Implement the following safety checks:

def safe_order_check(position, account, max_stocks=50, max_weight=0.15):
    """Pre-order safety check"""

    # 1. Check position count
    if len(position) > max_stocks:
        raise ValueError(f"Too many positions ({len(position)}), exceeds limit of {max_stocks}")

    # 2. Check single stock weight
    max_stock_weight = position.max()
    if max_stock_weight > max_weight:
        raise ValueError(f"Single stock weight too high ({max_stock_weight:.1%}), exceeds limit of {max_weight:.0%}")

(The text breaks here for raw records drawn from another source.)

use std::path::PathBuf;
use std::sync::Arc;
use std::time::Duration;

use partsdash_server::routes::AppState;
use partsdash_server::{build_app, JsonStore, SettingsStore, MAX_BACKUPS};

const BACKUP_INTERVAL: Duration = Duration::from_secs(24 * 60 * 60);

#[tokio::main]
async fn main() -> anyhow::Result<()> {
    let log_file = std::env::var("PARTSDASH_LOG_FILE").ok().map(PathBuf::from);
    match &log_file {
        Some(path) => partsdash_observability::init_to_file(path)?,
        None => partsdash_observability::init(),
    }

    let data_dir = std::env::var("PARTSDASH_DATA_DIR").unwrap_or_else(|_| "data".to_string());
    std::fs::create_dir_all(&data_dir)?;

    let records = JsonStore::open(format!("{data_dir}/inventory.json"))?;
    let settings = SettingsStore::open(format!("{data_dir}/dashboard_settings.json"));
    let state = Arc::new(AppState {
        records,
        settings,
        log_file,
    });

    let backup_dir = std::env::var("PARTSDASH_BACKUP_DIR")
        .map(PathBuf::from)
        .unwrap_or_else(|_| PathBuf::from(&data_dir).join("backups"));
    let backup_state = Arc::clone(&state);
    tokio::spawn(async move {
        let mut ticker = tokio::time::interval(BACKUP_INTERVAL);
        loop {
            ticker.tick().await;
            if let Err(err) = backup_state.records.backup(&backup_dir, MAX_BACKUPS) {
                tracing::error!(%err, "store backup failed");
            }
        }
    });

    let app = build_app(state);

    let addr = std::env::var("PARTSDASH_ADDR").unwrap_or_else(|_| "0.0.0.0:8080".to_string());
    let listener = tokio::net::TcpListener::bind(&addr).await?;
    tracing::info!("listening on {}", listener.local_addr()?);

    axum::serve(listener, app).await?;
    Ok(())
}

    # 3. Check available capital
    available = account.get_balance()
    required = position.total_value
    if required > available * 1.1:  # 10% buffer
        raise ValueError(f"Insufficient capital! Required {required:,.0f}, available {available:,.0f}")

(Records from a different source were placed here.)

//! Alert rendering for transition events.
//!
//! The engine stops at a human-readable message plus a severity level;
//! the widget that displays (and auto-dismisses) the alert is an
//! external consumer of [`AlertSink`].

use std::time::Duration;

use partsdash_core::StatusTier;
use serde::Serialize;

use crate::diff::TransitionEvent;

/// How long a displayed alert lives before auto-dismissal.
pub const ALERT_DISMISS: Duration = Duration::from_secs(30);

/// Severity of an alert, mapped from the transition's destination tier.
#[derive(Debug, Clone, Copy, PartialEq, Eq, Serialize)]
#[serde(rename_all = "lowercase")]
pub enum AlertLevel {
    /// Stock recovered to the high tier.
    Success,
    /// Stock moved between mid and a neighbouring tier.
    Warning,
    /// Stock fell into the low tier; reorder needed.
    Danger,
}

impl TransitionEvent {
    /// Severity for this transition.
    pub fn level(&self) -> AlertLevel {
        match self.new_tier {
            StatusTier::Low => AlertLevel::Danger,
            StatusTier::High => AlertLevel::Success,
            StatusTier::Mid => AlertLevel::Warning,
        }
    }

    /// One-line rendering for toast/alert widgets.
    pub fn message(&self) -> String {
        format!(
            "{} - {} - {}: {} -> {} (quantity {})",
            self.brand,
            self.product_family,
            self.spare_part,
            self.previous_tier,
            self.new_tier,
            self.quantity,
        )
    }
}

/// Consumer interface for rendered alerts.
pub trait AlertSink {
    fn alert(&self, event: &TransitionEvent, message: &str, level: AlertLevel);
}

/// Sink that surfaces alerts through the process log.
#[derive(Debug, Default, Clone, Copy)]
pub struct TracingSink;

impl AlertSink for TracingSink {
    fn alert(&self, event: &TransitionEvent, message: &str, level: AlertLevel) {
        match level {
            AlertLevel::Danger => {
                tracing::warn!(record_id = %event.record_id, tier = %event.new_tier, "{message}");
            }
            AlertLevel::Warning => {
                tracing::info!(record_id = %event.record_id, tier = %event.new_tier, "{message}");
            }
            AlertLevel::Success => {
                tracing::info!(record_id = %event.record_id, tier = %event.new_tier, "{message}");
            }
        }
    }
}

/// Fan a batch of events out to a sink, preserving event order.
pub fn dispatch_alerts(sink: &dyn AlertSink, events: &[TransitionEvent]) {
    for event in events {
        sink.alert(event, &event.message(), event.level());
    }
}

#[cfg(test)]
mod tests {
    use super::*;
    use partsdash_core::RecordId;

    fn event(previous: StatusTier, new: StatusTier) -> TransitionEvent {
        TransitionEvent {
            record_id: RecordId(7),
            brand: "Acme".to_string(),
            product_family: "Pumps".to_string(),
            spare_part: "Seal".to_string(),
            previous_tier: previous,
            new_tier: new,
            quantity: 2,
        }
    }

    #[test]
    fn level_follows_destination_tier() {
        assert_eq!(event(StatusTier::Mid, StatusTier::Low).level(), AlertLevel::Danger);
        assert_eq!(event(StatusTier::Mid, StatusTier::High).level(), AlertLevel::Success);
        assert_eq!(event(StatusTier::Low, StatusTier::Mid).level(), AlertLevel::Warning);
    }

    #[test]
    fn message_names_the_part_and_both_tiers() {
        let message = event(StatusTier::Mid, StatusTier::Low).message();
        assert_eq!(message, "Acme - Pumps - Seal: mid -> low (quantity 2)");
    }

    #[test]
    fn dispatch_preserves_order() {
        use std::cell::RefCell;

        struct Recorder(RefCell<Vec<String>>);
        impl AlertSink for Recorder {
            fn alert(&self, _event: &TransitionEvent, message: &str, _level: AlertLevel) {
                self.0.borrow_mut().push(message.to_string());
            }
        }

        let sink = Recorder(RefCell::new(Vec::new()));
        let events = vec![
            event(StatusTier::Mid, StatusTier::Low),
            event(StatusTier::Low, StatusTier::Mid),
        ];
        dispatch_alerts(&sink, &events);

        let seen = sink.0.borrow();
        assert_eq!(seen.len(), 2);
        assert!(seen[0].ends_with("mid -> low (quantity 2)"));
        assert!(seen[1].ends_with("low -> mid (quantity 2)"));
    }
}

    print("Safety check passed")
    return True

# Usage
if safe_order_check(position, account):
    executor.create_orders(position)

Q: What if live performance differs from backtest?

Common causes:

  1. Slippage: Actual execution price differs from expected
  2. Solution: Use limit orders or adjust price_offset

  3. Insufficient volume: Cannot fully execute

  4. Solution: Use LiquidityAnalysis to check beforehand

  5. Timing differences: Backtest assumes instant execution

  6. Solution: Set reasonable order timing (e.g., 30 minutes before close)

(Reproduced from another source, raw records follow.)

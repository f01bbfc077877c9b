//! Refresh-cycle orchestration: fetch → diff → group → plan.
//!
//! The engine performs no I/O itself; snapshots and settings arrive
//! through the source traits, awaited before any pure transform runs.
//! Cycles are serialized through the detector mutex, and a cycle that
//! was superseded mid-fetch discards its result instead of merging a
//! stale snapshot into detector state.

use std::future::Future;
use std::sync::atomic::{AtomicU64, Ordering};
use std::time::Duration;

use thiserror::Error;
use tokio::sync::Mutex;

use partsdash_core::Snapshot;

use crate::diff::{ChangeDetector, TransitionEvent};
use crate::group::group;
use crate::layout::{plan, RenderPlan};
use crate::notify::{dispatch_alerts, AlertSink};
use crate::settings::DisplaySettings;

/// Default polling cadence; a configurable constant, not a protocol
/// requirement.
pub const DEFAULT_POLL_INTERVAL: Duration = Duration::from_secs(5);

/// Why a refresh cycle produced no outcome.
#[derive(Debug, Error, Clone, PartialEq, Eq)]
pub enum RefreshError {
    /// Fetch/network failure; the held snapshot stays untouched.
    #[error("transport failure: {0}")]
    Transport(String),

    /// Payload was not a valid record sequence; treated like transport
    /// failure so a corrupt grouping is never partially applied.
    #[error("malformed payload: {0}")]
    Payload(String),

    /// A newer cycle was dispatched while this one was in flight.
    #[error("cycle superseded by a newer refresh")]
    Superseded,
}

/// Provider of inventory snapshots (HTTP client in production,
/// scripted fakes in tests).
pub trait SnapshotSource {
    fn fetch_snapshot(&self) -> impl Future<Output = Result<Snapshot, RefreshError>> + Send;
}

/// Provider of display settings, captured once per cycle.
pub trait SettingsSource {
    fn fetch_settings(&self) -> impl Future<Output = Result<DisplaySettings, RefreshError>> + Send;
}

/// Result of one successful refresh cycle.
#[derive(Debug, Clone)]
pub struct CycleOutcome {
    pub plan: RenderPlan,
    pub events: Vec<TransitionEvent>,
    pub record_count: usize,
}

/// Drives repeated fetch-diff-group-plan cycles over a snapshot source.
pub struct RefreshEngine<S> {
    source: S,
    detector: Mutex<ChangeDetector>,
    generation: AtomicU64,
}

impl<S: SnapshotSource> RefreshEngine<S> {
    pub fn new(source: S) -> Self {
        Self {
            source,
            detector: Mutex::new(ChangeDetector::new()),
            generation: AtomicU64::new(0),
        }
    }

    pub fn source(&self) -> &S {
        &self.source
    }

    /// Drop change-detection history; the next cycle emits no events.
    pub async fn reset(&self) {
        self.detector.lock().await.reset();
    }

    /// Run one refresh cycle with settings captured by the caller.
    ///
    /// On any error the held previous snapshot is left unchanged, so
    /// the next successful cycle still diffs against the last
    /// known-good state.
    pub async fn run_cycle(
        &self,
        settings: &DisplaySettings,
    ) -> Result<CycleOutcome, RefreshError> {
        let ticket = self.generation.fetch_add(1, Ordering::SeqCst) + 1;
        let snapshot = self.source.fetch_snapshot().await?;

        // The mutex covers the whole read-compare-replace region; the
        // ticket check under it discards cycles that lost the race to a
        // newer dispatch.
        let mut detector = self.detector.lock().await;
        if self.generation.load(Ordering::SeqCst) != ticket {
            return Err(RefreshError::Superseded);
        }

        let grouped = group(&snapshot);
        let render_plan = plan(&grouped, settings);
        let record_count = snapshot.len();
        let events = detector.diff(snapshot);

        Ok(CycleOutcome {
            plan: render_plan,
            events,
            record_count,
        })
    }

    /// Poll forever: capture settings, run a cycle, surface alerts.
    ///
    /// One failed cycle never prevents the next scheduled one; failures
    /// are logged and the loop continues. Settings fetch failures fall
    /// back to defaults for that cycle only.
    pub async fn run_forever(
        &self,
        settings: &impl SettingsSource,
        sink: &dyn AlertSink,
        interval: Duration,
    ) -> ! {
        loop {
            let captured = match settings.fetch_settings().await {
                Ok(s) => s,
                Err(err) => {
                    tracing::warn!(%err, "settings fetch failed; using defaults for this cycle");
                    DisplaySettings::default()
                }
            };

            match self.run_cycle(&captured).await {
                Ok(outcome) => {
                    tracing::debug!(
                        records = outcome.record_count,
                        sections = outcome.plan.sections.len(),
                        transitions = outcome.events.len(),
                        "refresh cycle complete"
                    );
                    dispatch_alerts(sink, &outcome.events);
                }
                Err(RefreshError::Superseded) => {}
                Err(err) => {
                    tracing::warn!(%err, "refresh cycle failed; previous snapshot retained");
                }
            }

            tokio::time::sleep(interval).await;
        }
    }
}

Q: How do I set up automatic trading schedules?

import schedule
import time

def auto_trade():
    """Daily automatic trading"""
    try:
        # 1. Get latest strategy
        position = Position.from_report(
            report_id='YOUR_REPORT_ID',
            total_funds=1000000
        )

        # 2. Safety check
        if safe_order_check(position, account):
            # 3. Execute orders
            executor.create_orders(position)
            print(f"Order completed: {time.strftime('%Y-%m-%d %H:%M:%S')}")
    except Exception as e:
        # 4. Error notification (LINE/Email)
        print(f"Order failed: {e}")
        # line_notify(f"Order failed: {e}")

# Execute daily at 14:30 (30 minutes before close)
schedule.every().day.at("14:30").do(auto_trade)

while True:
    schedule.run_pending()
    time.sleep(60)

Q: How do I handle order failures?

try:
    executor.create_orders(position)
    print("Order successful")
except Exception as e:
    print(f"Order failed: {e}")

    # Log error
    with open('order_errors.log', 'a') as f:
        f.write(f"{time.strftime('%Y-%m-%d %H:%M:%S')} - {e}\n")

    # Send notification
    # line_notify(f"Order failed: {e}")

    # Decide whether to retry based on error type
    if "network" in str(e).lower():
        time.sleep(30)  # Network issue, retry after 30 seconds
        executor.create_orders(position)

Resources


Final Reminder

Always test thoroughly on a simulated account before using real capital!

Recommended Test Checklist: - Order workflow executes without errors - Position calculations are correct (match expectations) - Capital control is normal (no overspending) - Error handling mechanisms work - Notification mechanisms function properly - Runs continuously for 1 month without issues

Only consider using real capital after all items above are confirmed!